Oscar, if you register with Fairfax, and create a login, you can switch off autoplay on all Fairfax sites.
You’re welcome!
🙂
@Mike
Welcome to what? Getting datamined out your wazoo?
Just use adblockplus, it’s much more secure and banishes all those pesky 3rd party cookies Fairfax sites stuff onto your system.
You’re welcome 😉
CJ – incidentally, I have a simple mailto javascript that allows an email address to appear on a page, but breaks the address up, in the page code, in a way that makes it pretty hard for spammers to harvest – been using it on sites for years, with very little spam resulting.
Here it is, in the interests of sharing:
<!– Begin
user = "INSERT_FIRST_PART_OF_EMAIL";
site = "INSERT_DOMAIN.com.au";
document.write('‘);
document.write(user + ‘@’ + site + ‘‘);
// End –>
…re the above, Mumbrella’s system seems to have automatically removed the opening and closing tags of the javascript, alas……
Agree with Dave that hiding emails prevents …erm…contact. What’s worse is when there are no telephone numbers, so you can’t speak to a real person. if they don’t have a number they don;t get my business.
Wit observations. Congrats for the article.Certain.
Me – I use Adblockplus but didn’t know it could kill autoplay videos. How do I configure it to do that?
All the tactics outlined continue to work – so an equally valid title for this article would be ‘Nine techniques to increase your online traffic’.
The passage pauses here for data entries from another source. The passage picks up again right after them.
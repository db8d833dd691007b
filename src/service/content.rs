use std::sync::Arc;

use fitsite_schema::{AccessPassSave, MembershipSave, PersonalizationUpdate};
use fitsite_tagcache::{CacheKeyGenerator, TagCache};
use tracing::{debug, info};
use url::Url;

use crate::config::CacheConfig;
use crate::db::{
    AccessPass, ContentRow, DbActorHandle, MembershipFeature, MembershipPlan, MembershipSection,
    PassFeature, PassWithFeatures, PersonalizationFeature, SelectQuery, SocialPost, Table,
    TableRows,
};
use crate::error::SiteError;
use crate::service::pages::{AdminContent, HomePage, PersonalizationCard, SocialCard};

/// Site content reads and writes. Reads go through a tagged cache that is
/// emptied per tag by admin saves and by the revalidation endpoint.
#[derive(Clone)]
pub struct ContentService {
    db: DbActorHandle,
    cache: Arc<TagCache<Arc<TableRows>>>,
    media_base: Option<Url>,
}

impl ContentService {
    pub fn new(db: DbActorHandle, cache_cfg: &CacheConfig, media_base: Option<Url>) -> Self {
        Self {
            db,
            cache: Arc::new(TagCache::new(cache_cfg.ttl_secs, cache_cfg.max_capacity)),
            media_base,
        }
    }

    /// Uncached read, as served by the generic data endpoint.
    pub async fn select(&self, query: SelectQuery) -> Result<TableRows, SiteError> {
        self.db.select(query).await
    }

    /// Cached read. Entries are tagged with `tags`, or with the table name when none are given.
    pub async fn fetch(
        &self,
        query: SelectQuery,
        tags: Option<&[&str]>,
    ) -> Result<Arc<TableRows>, SiteError> {
        let Some(key) = CacheKeyGenerator::generate(&query) else {
            return Ok(Arc::new(self.db.select(query).await?));
        };

        if let Some(rows) = self.cache.get(&key) {
            debug!(table = %query.table, "content cache hit");
            return Ok(rows);
        }

        let ticket = self.cache.ticket();
        let rows = Arc::new(self.db.select(query).await?);
        let tags: Vec<&str> = match tags {
            Some(tags) if !tags.is_empty() => tags.to_vec(),
            _ => vec![query.table.as_str()],
        };
        let stored = self.cache.insert(ticket, key, tags, rows.clone());
        debug!(table = %query.table, rows = rows.len(), stored, "content cache miss");
        Ok(rows)
    }

    /// Cached read of a row type, optionally sorted by `order`.
    pub async fn fetch_rows<T: ContentRow>(
        &self,
        order: Option<(&str, bool)>,
    ) -> Result<Vec<T>, SiteError> {
        let query = match order {
            Some((column, ascending)) => SelectQuery::ordered(T::TABLE, column, ascending)?,
            None => SelectQuery::all(T::TABLE),
        };
        let rows = self.fetch(query, None).await?;
        typed_rows::<T>(&rows)
    }

    pub async fn home(&self) -> Result<HomePage, SiteError> {
        let (personalization, plans, features, passes, pass_features) = tokio::try_join!(
            self.fetch_rows::<PersonalizationFeature>(Some(("created_at", true))),
            self.fetch_rows::<MembershipPlan>(Some(("sort_order", true))),
            self.fetch_rows::<MembershipFeature>(Some(("sort_order", true))),
            self.fetch_rows::<AccessPass>(Some(("sort_order", true))),
            self.fetch_rows::<PassFeature>(Some(("sort_order", true))),
        )?;

        Ok(HomePage {
            personalization: self.cards(personalization),
            membership: MembershipSection { plans, features },
            passes: PassWithFeatures::join(passes, &pass_features),
        })
    }

    pub async fn social(&self) -> Result<Vec<SocialCard>, SiteError> {
        let posts = self
            .fetch_rows::<SocialPost>(Some(("timestamp", false)))
            .await?;
        Ok(posts
            .into_iter()
            .map(|post| SocialCard::new(post, self.media_base.as_ref()))
            .collect())
    }

    /// Everything the admin panel edits, read straight from the store.
    pub async fn admin_content(&self) -> Result<AdminContent, SiteError> {
        let (personalization, plans, features, passes) = tokio::try_join!(
            self.select_rows::<PersonalizationFeature>("created_at"),
            self.select_rows::<MembershipPlan>("sort_order"),
            self.select_rows::<MembershipFeature>("sort_order"),
            self.db.list_passes_with_features(),
        )?;

        Ok(AdminContent {
            personalization: self.cards(personalization),
            membership: MembershipSection { plans, features },
            passes,
        })
    }

    pub async fn update_personalization(
        &self,
        id: String,
        update: PersonalizationUpdate,
    ) -> Result<PersonalizationCard, SiteError> {
        let row = self.db.update_personalization(id, update).await?;
        self.invalidate_tables(&[Table::PersonalizationFeatures])?;
        Ok(PersonalizationCard::new(row, self.media_base.as_ref()))
    }

    pub async fn save_membership(
        &self,
        save: MembershipSave,
    ) -> Result<MembershipSection, SiteError> {
        let section = self.db.save_membership(save).await?;
        self.invalidate_tables(&[Table::MembershipPlans, Table::MembershipFeatures])?;
        Ok(section)
    }

    pub async fn save_access_pass(
        &self,
        id: String,
        save: AccessPassSave,
    ) -> Result<PassWithFeatures, SiteError> {
        let pass = self.db.save_access_pass(id, save).await?;
        self.invalidate_tables(&[Table::AccessPasses, Table::PassFeatures])?;
        Ok(pass)
    }

    /// Drops every cached read tagged `tag`. Returns how many entries were dropped.
    pub fn invalidate(&self, tag: &str) -> Result<usize, SiteError> {
        let evicted = self.cache.invalidate_tag(tag)?;
        info!(tag = %tag.trim(), evicted, "cache tag invalidated");
        Ok(evicted)
    }

    fn invalidate_tables(&self, tables: &[Table]) -> Result<(), SiteError> {
        for table in tables {
            self.invalidate(table.as_str())?;
        }
        Ok(())
    }

    async fn select_rows<T: ContentRow>(&self, column: &str) -> Result<Vec<T>, SiteError> {
        let rows = self
            .db
            .select(SelectQuery::ordered(T::TABLE, column, true)?)
            .await?;
        typed_rows::<T>(&rows)
    }

    fn cards(&self, features: Vec<PersonalizationFeature>) -> Vec<PersonalizationCard> {
        features
            .into_iter()
            .map(|feature| PersonalizationCard::new(feature, self.media_base.as_ref()))
            .collect()
    }
}

fn typed_rows<T: ContentRow>(rows: &TableRows) -> Result<Vec<T>, SiteError> {
    T::rows(rows)
        .map(<[T]>::to_vec)
        .ok_or(SiteError::UnexpectedRows {
            expected: T::TABLE,
            got: rows.table(),
        })
}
So long as there are people in this world willing to fall for the same old gags, those gags won’t go away.
What would have been nice to see in this piece is some critical examination of whether these online tactics are failing or succeeding or how readers could help reduce their prevalence.
What I dislike about the Internet is that it promotes laziness – lower quality analysis, writing, editing, publishing, reading and commenting. Solve that and many of the content issues detailed in this piece go away.
For 5 mins it felt like 2003!
You know, you could have actually broken up this post into 10 different posts, each with 9 other do’s and don’ts.
Ideas for your next article: “don’t cloak your pages”, “don’t spam your users on Friday morning”, “don’t use pop-ups”, “don’t welcome the user with an online form”, “do use clever jquery for enhanced UX like floating nav”, “do let users embed your videos otherwise they’ll nick the code and it’s irritating for them”, “do use nofollow tags on links pointing out “, “do remember to check what’s in the title tag because having the image file name inserted in it instead looks unprofessional”, “do have a search function that actually works instead of, like in the Myer site, searching for “Chanel Foundation” will get you only one result, a PDF document about Australian Football.”, “don’t be lazy and stop posting PDFs on your site, it shows utter disregard to the user, especially if they are on a mobile, and for god’s sake invest some proper money in digital”.
Anything else? Oh yes, the email address thing, Salli, it’s a spam thing, by the way. I do remember it already being an issue in 2003 though.
ooh burn….. want some cream for that burn?